What the task asks: Where the word "parsing" appears in a line below, copy the whole line.

=== Given records ===

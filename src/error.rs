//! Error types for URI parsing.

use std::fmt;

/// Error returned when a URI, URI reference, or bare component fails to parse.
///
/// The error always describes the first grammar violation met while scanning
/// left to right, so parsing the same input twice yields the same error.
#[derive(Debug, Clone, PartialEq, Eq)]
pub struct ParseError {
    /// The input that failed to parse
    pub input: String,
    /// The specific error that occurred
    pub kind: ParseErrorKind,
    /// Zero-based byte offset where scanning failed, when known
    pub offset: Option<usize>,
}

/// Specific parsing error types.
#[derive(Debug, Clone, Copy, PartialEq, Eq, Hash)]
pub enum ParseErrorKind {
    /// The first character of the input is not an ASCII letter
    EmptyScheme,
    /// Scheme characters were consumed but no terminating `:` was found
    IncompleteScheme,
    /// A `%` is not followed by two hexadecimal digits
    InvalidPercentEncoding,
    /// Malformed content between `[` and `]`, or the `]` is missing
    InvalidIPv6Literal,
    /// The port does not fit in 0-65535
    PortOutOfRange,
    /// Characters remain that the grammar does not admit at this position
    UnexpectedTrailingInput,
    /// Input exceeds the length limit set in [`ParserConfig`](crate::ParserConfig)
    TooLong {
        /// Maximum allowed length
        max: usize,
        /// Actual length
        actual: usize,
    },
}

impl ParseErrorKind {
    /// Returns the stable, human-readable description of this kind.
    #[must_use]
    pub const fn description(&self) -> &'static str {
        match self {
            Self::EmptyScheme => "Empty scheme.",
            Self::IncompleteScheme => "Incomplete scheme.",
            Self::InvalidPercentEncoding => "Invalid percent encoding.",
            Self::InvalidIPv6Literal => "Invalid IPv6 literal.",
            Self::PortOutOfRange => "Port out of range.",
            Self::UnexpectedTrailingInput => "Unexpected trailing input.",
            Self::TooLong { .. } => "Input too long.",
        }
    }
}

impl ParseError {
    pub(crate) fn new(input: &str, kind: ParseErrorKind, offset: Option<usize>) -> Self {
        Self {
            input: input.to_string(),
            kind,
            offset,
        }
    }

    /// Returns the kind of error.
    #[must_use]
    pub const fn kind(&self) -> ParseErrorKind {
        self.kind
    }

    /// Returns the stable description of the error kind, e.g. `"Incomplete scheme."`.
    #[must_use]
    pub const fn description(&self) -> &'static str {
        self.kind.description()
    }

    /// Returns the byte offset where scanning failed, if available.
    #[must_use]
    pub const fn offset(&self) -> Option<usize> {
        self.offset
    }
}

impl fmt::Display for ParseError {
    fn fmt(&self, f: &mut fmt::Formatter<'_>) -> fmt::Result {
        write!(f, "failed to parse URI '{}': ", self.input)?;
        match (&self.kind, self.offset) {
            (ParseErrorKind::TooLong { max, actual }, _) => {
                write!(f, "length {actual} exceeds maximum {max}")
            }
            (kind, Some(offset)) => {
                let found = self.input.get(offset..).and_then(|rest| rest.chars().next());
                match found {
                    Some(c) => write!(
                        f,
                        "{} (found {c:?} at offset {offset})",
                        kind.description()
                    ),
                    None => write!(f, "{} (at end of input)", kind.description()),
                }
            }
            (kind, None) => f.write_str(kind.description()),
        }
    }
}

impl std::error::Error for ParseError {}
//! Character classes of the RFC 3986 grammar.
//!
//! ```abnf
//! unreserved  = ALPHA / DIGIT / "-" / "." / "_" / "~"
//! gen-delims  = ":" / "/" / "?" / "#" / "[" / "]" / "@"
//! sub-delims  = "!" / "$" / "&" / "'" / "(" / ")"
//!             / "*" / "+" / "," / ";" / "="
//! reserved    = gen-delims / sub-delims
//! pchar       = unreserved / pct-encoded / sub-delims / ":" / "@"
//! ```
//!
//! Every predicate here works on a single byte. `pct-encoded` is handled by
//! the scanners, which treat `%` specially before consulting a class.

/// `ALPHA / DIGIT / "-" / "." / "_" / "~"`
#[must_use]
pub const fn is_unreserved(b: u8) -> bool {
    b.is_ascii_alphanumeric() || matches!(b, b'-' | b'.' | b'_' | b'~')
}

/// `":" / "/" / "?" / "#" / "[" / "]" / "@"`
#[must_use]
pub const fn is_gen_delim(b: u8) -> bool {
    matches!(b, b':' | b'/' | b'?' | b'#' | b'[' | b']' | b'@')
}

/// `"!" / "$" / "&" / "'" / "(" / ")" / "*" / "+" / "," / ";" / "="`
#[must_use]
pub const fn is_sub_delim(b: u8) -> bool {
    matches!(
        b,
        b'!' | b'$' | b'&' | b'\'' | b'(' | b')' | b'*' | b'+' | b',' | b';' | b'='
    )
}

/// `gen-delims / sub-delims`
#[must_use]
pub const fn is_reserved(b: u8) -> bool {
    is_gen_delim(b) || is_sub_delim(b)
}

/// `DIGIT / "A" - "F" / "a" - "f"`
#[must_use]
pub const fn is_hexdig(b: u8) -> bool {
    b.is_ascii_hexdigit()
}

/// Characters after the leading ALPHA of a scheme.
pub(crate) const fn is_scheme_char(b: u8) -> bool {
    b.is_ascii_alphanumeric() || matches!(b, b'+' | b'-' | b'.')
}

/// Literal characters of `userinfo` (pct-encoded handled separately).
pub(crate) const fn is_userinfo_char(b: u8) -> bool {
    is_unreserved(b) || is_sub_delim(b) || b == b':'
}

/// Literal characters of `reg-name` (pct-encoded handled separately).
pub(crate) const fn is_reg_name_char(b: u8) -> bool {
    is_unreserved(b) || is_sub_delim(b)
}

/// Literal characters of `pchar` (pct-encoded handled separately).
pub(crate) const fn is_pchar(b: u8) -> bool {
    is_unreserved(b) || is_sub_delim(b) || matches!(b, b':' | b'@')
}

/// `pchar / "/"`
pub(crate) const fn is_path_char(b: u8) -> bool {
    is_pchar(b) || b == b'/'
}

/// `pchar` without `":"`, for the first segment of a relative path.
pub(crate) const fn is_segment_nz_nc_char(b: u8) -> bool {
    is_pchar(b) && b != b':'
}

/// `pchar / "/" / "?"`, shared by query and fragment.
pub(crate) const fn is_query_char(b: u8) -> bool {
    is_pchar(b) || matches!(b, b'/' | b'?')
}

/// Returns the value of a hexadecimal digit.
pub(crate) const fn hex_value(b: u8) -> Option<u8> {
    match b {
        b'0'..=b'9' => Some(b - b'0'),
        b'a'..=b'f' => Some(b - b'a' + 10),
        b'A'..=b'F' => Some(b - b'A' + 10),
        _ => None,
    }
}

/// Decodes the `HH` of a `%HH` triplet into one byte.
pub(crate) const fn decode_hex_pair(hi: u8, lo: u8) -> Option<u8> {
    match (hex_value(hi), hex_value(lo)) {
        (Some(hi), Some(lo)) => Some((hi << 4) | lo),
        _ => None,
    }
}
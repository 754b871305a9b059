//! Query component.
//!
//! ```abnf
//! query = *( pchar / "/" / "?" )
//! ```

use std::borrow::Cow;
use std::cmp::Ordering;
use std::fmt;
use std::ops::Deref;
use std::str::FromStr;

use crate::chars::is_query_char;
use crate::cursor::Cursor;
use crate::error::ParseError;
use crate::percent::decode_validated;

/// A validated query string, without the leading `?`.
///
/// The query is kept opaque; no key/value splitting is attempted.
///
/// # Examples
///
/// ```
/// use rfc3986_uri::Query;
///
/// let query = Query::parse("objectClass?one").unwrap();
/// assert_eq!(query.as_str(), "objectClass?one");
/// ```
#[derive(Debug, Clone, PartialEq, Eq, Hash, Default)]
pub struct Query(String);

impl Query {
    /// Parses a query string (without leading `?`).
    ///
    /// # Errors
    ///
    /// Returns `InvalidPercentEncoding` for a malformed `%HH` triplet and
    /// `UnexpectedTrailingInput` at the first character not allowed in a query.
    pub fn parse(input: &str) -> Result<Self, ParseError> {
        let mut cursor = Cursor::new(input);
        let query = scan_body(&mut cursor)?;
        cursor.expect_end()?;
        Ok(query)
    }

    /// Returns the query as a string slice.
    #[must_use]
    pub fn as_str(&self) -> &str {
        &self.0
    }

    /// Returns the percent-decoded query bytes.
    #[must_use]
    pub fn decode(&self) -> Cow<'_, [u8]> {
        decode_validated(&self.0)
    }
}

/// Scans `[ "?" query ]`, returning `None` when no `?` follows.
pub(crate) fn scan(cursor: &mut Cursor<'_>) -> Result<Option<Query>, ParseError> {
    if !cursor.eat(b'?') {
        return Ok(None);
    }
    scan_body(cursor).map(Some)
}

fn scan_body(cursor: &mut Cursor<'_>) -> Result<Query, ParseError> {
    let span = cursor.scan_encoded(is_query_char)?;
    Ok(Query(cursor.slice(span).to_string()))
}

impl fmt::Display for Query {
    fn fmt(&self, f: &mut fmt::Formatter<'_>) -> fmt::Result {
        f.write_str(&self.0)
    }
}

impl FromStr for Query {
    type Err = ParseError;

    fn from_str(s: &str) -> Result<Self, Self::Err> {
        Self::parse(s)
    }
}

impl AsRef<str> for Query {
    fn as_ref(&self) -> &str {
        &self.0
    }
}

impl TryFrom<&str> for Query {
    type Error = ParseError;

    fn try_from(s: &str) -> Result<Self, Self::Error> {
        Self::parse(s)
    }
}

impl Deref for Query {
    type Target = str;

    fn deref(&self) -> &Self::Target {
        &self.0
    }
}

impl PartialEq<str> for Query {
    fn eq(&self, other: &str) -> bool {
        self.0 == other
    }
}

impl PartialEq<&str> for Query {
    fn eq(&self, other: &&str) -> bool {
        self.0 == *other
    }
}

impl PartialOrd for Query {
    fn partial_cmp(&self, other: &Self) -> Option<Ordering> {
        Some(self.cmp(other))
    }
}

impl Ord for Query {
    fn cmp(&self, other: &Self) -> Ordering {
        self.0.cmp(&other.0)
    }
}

===
=== Given records ===

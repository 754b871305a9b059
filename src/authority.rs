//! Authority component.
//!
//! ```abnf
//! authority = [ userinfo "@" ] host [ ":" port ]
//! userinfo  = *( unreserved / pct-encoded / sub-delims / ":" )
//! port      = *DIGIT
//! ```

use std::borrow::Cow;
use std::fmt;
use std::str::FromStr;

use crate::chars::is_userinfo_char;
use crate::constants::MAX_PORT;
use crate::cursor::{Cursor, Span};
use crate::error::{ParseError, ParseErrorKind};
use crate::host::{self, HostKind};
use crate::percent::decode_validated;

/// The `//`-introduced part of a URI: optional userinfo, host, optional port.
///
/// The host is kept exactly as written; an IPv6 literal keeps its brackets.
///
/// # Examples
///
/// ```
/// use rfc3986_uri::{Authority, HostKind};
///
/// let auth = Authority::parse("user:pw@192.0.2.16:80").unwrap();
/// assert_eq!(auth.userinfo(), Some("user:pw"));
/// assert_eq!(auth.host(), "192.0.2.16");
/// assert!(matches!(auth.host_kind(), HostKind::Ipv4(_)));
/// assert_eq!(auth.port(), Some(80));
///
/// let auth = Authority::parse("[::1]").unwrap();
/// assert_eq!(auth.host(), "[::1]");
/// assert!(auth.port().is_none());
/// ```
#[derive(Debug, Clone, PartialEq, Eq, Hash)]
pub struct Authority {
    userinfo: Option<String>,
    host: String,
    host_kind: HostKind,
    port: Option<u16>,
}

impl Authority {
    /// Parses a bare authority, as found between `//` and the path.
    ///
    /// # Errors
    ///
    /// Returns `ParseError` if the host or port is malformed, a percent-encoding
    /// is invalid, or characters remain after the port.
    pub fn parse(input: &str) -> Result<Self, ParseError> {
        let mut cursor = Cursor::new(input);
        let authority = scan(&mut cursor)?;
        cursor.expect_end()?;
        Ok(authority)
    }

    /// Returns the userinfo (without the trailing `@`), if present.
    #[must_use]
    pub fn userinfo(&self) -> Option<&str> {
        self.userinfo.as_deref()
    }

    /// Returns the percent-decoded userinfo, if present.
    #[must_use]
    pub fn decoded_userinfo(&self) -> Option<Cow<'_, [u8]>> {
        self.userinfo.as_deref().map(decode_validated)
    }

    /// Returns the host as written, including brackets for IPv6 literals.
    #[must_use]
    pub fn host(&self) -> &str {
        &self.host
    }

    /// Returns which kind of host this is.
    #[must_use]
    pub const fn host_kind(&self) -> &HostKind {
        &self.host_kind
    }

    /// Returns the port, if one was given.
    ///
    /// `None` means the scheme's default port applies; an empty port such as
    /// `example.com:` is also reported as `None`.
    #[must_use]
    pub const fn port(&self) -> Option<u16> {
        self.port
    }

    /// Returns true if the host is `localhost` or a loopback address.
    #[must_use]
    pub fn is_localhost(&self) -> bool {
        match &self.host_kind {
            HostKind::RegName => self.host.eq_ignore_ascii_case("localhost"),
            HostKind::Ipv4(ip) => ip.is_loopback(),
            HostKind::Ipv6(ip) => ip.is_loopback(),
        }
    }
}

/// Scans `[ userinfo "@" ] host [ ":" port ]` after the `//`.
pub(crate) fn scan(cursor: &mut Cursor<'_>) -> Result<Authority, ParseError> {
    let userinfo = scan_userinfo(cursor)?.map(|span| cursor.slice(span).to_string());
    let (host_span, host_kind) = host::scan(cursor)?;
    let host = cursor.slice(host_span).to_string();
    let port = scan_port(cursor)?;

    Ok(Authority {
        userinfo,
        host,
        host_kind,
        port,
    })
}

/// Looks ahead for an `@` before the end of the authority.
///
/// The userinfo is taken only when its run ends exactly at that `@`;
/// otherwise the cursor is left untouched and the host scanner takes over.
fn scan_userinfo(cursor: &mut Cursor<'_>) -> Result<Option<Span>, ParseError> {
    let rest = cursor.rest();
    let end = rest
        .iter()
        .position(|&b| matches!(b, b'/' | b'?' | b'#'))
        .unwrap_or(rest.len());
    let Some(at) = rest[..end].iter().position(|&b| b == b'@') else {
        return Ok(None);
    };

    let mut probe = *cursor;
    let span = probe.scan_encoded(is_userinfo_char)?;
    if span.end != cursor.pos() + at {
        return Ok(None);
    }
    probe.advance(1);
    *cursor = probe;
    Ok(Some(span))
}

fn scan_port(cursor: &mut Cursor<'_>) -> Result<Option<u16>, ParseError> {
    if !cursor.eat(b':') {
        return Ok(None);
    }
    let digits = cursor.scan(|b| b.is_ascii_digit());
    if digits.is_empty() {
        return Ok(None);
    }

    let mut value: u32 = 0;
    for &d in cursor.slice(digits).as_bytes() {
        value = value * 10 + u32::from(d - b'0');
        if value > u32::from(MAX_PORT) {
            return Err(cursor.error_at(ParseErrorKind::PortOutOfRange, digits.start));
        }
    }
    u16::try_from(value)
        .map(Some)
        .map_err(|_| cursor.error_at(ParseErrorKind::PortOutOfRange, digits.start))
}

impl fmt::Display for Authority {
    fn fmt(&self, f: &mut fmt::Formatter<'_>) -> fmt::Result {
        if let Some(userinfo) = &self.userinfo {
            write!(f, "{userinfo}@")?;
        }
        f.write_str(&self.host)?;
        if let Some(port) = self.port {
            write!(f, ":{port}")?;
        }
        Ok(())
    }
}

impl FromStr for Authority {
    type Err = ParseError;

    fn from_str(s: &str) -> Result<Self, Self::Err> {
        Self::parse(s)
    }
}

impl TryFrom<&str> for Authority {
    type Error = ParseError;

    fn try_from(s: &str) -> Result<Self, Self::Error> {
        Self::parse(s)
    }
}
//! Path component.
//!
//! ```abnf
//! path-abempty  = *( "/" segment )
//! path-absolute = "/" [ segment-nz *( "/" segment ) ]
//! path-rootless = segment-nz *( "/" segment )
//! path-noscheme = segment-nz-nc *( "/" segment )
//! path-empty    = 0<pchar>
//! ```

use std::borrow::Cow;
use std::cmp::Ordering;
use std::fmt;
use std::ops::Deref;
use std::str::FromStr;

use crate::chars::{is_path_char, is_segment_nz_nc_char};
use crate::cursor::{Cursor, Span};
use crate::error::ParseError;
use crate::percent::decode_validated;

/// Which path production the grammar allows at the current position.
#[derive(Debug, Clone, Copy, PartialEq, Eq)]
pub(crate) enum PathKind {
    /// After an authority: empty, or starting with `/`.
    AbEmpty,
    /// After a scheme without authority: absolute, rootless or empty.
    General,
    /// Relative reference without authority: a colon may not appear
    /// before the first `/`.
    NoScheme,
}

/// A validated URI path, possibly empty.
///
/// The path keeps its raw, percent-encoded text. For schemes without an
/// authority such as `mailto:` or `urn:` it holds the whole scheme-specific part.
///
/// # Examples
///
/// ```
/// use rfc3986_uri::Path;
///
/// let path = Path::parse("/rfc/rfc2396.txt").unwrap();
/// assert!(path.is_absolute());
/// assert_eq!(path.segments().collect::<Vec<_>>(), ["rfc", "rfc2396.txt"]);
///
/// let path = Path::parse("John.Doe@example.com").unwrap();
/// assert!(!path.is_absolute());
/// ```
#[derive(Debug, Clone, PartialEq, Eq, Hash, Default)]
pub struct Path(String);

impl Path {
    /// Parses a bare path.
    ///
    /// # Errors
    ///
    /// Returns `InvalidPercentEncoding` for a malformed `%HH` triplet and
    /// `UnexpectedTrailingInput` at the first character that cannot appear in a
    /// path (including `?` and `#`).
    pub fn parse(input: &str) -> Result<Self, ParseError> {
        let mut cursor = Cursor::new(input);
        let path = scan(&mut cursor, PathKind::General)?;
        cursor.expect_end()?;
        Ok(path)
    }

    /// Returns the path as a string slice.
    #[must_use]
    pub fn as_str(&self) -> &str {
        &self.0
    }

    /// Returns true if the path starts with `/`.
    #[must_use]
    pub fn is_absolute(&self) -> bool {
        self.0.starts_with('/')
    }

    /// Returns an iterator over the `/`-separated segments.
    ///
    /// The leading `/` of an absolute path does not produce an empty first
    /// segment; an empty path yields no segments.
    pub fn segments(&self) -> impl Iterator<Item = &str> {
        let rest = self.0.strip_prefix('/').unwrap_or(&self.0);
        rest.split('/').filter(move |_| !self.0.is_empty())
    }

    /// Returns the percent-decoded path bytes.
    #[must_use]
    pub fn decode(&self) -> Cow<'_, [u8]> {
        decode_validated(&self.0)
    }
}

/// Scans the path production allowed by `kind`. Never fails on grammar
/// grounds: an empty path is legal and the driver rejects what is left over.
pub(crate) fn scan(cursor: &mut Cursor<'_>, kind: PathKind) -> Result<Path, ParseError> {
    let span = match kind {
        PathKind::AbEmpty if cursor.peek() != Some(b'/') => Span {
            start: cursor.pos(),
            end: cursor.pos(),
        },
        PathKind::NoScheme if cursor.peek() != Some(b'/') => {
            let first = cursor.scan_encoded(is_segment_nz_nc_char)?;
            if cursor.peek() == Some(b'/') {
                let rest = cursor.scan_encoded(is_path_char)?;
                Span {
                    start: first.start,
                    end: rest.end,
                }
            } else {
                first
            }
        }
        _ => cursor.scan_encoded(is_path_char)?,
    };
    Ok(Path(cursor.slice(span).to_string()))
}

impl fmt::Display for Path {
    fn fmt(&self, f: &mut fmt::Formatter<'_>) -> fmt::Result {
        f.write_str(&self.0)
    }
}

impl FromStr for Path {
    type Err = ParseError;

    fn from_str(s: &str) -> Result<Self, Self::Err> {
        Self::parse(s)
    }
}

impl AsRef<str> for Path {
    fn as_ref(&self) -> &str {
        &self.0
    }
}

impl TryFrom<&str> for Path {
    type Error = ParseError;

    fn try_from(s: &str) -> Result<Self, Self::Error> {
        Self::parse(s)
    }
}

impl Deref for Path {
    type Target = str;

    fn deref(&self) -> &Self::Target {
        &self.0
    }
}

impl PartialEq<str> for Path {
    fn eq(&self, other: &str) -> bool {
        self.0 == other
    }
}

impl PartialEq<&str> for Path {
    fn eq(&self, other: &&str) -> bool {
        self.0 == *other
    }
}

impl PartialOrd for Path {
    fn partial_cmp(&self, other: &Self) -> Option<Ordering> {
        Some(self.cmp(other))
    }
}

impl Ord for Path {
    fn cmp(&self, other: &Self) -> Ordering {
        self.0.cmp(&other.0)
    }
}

===

Exercise output:
//! Error types for URI parsing.
/// left to right, so parsing the same input twice yields the same error.
/// Specific parsing error types.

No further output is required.